(Stored data entries)
########

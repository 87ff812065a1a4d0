//! Sweep - 失効パイプライン
//!
//! scanner → transition → dispatcher, orchestrated by the executor; the
//! backoff controller consumes the executor's outcomes.

pub mod backoff;
pub mod dispatcher;
pub mod executor;
pub mod scanner;
pub mod transition;

pub use self::backoff::{BackoffController, BackoffPolicy};
pub use self::dispatcher::{DispatchPolicy, NotificationDispatcher};
pub use self::executor::{ExecutorSettings, SweepExecutor};
pub use self::scanner::CandidateScanner;
pub use self::transition::TransitionApplier;
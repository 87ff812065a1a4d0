//! Candidate scanner - 失効候補の件数取得とページング（期限の古い順）

use std::sync::Arc;

use chrono::{DateTime, Utc};

use crate::domain::{Lead, StoreError};
use crate::ports::{LeadFilter, LeadOrder, LeadStore};

pub struct CandidateScanner {
    store: Arc<dyn LeadStore>,
    batch_size: usize,
}

impl CandidateScanner {
    pub fn new(store: Arc<dyn LeadStore>, batch_size: usize) -> Self {
        Self {
            store,
            batch_size: batch_size.max(1),
        }
    }

    pub fn batch_size(&self) -> usize {
        self.batch_size
    }

    pub async fn count_candidates(&self, now: DateTime<Utc>) -> Result<usize, StoreError> {
        self.store.count_eligible(&LeadFilter::expirable(now)).await
    }

    /// Number of batches needed for `count` candidates.
    pub fn batches_for(&self, count: usize) -> usize {
        count.div_ceil(self.batch_size)
    }

    /// One batch of candidates starting at `offset`.
    ///
    /// Leads transitioned by earlier batches no longer match the filter, so
    /// callers advance `offset` only by the leads they left untouched.
    pub async fn batch(&self, offset: usize, now: DateTime<Utc>) -> Result<Vec<Lead>, StoreError> {
        self.store
            .read_page(
                &LeadFilter::expirable(now),
                LeadOrder::OldestDeadlineFirst,
                offset,
                self.batch_size,
            )
            .await
    }

    /// Leads expired in earlier sweeps whose owner notice is still pending.
    pub async fn pending_notices(&self, limit: usize) -> Result<Vec<Lead>, StoreError> {
        self.store
            .read_page(
                &LeadFilter::notice_pending(),
                LeadOrder::OldestDeadlineFirst,
                0,
                limit,
            )
            .await
    }
}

########

PROBLEM DESCRIPTION: Reproduce the preceding records exactly and completely.

WORKED SOLUTION:
repository 87ff812065a1a4d0
//! Sweep - 失効パイプライン
//!
//! scanner → transition → dispatcher, orchestrated by the executor; the
//! backoff controller consumes the executor's outcomes.

pub mod backoff;
pub mod dispatcher;
pub mod executor;
pub mod scanner;
pub mod transition;

pub use self::backoff::{BackoffController, BackoffPolicy};
pub use self::dispatcher::{DispatchPolicy, NotificationDispatcher};
pub use self::executor::{ExecutorSettings, SweepExecutor};
pub use self::scanner::CandidateScanner;
pub use self::transition::TransitionApplier;
repository 87ff812065a1a4d0
//! Candidate scanner - 失効候補の件数取得とページング（期限の古い順）

use std::sync::Arc;

use chrono::{DateTime, Utc};

use crate::domain::{Lead, StoreError};
use crate::ports::{LeadFilter, LeadOrder, LeadStore};

pub struct CandidateScanner {
    store: Arc<dyn LeadStore>,
    batch_size: usize,
}

impl CandidateScanner {
    pub fn new(store: Arc<dyn LeadStore>, batch_size: usize) -> Self {
        Self {
            store,
            batch_size: batch_size.max(1),
        }
    }

    pub fn batch_size(&self) -> usize {
        self.batch_size
    }

    pub async fn count_candidates(&self, now: DateTime<Utc>) -> Result<usize, StoreError> {
        self.store.count_eligible(&LeadFilter::expirable(now)).await
    }

    /// Number of batches needed for `count` candidates.
    pub fn batches_for(&self, count: usize) -> usize {
        count.div_ceil(self.batch_size)
    }

    /// One batch of candidates starting at `offset`.
    ///
    /// Leads transitioned by earlier batches no longer match the filter, so
    /// callers advance `offset` only by the leads they left untouched.
    pub async fn batch(&self, offset: usize, now: DateTime<Utc>) -> Result<Vec<Lead>, StoreError> {
        self.store
            .read_page(
                &LeadFilter::expirable(now),
                LeadOrder::OldestDeadlineFirst,
                offset,
                self.batch_size,
            )
            .await
    }

    /// Leads expired in earlier sweeps whose owner notice is still pending.
    pub async fn pending_notices(&self, limit: usize) -> Result<Vec<Lead>, StoreError> {
        self.store
            .read_page(
                &LeadFilter::notice_pending(),
                LeadOrder::OldestDeadlineFirst,
                0,
                limit,
            )
            .await
    }
}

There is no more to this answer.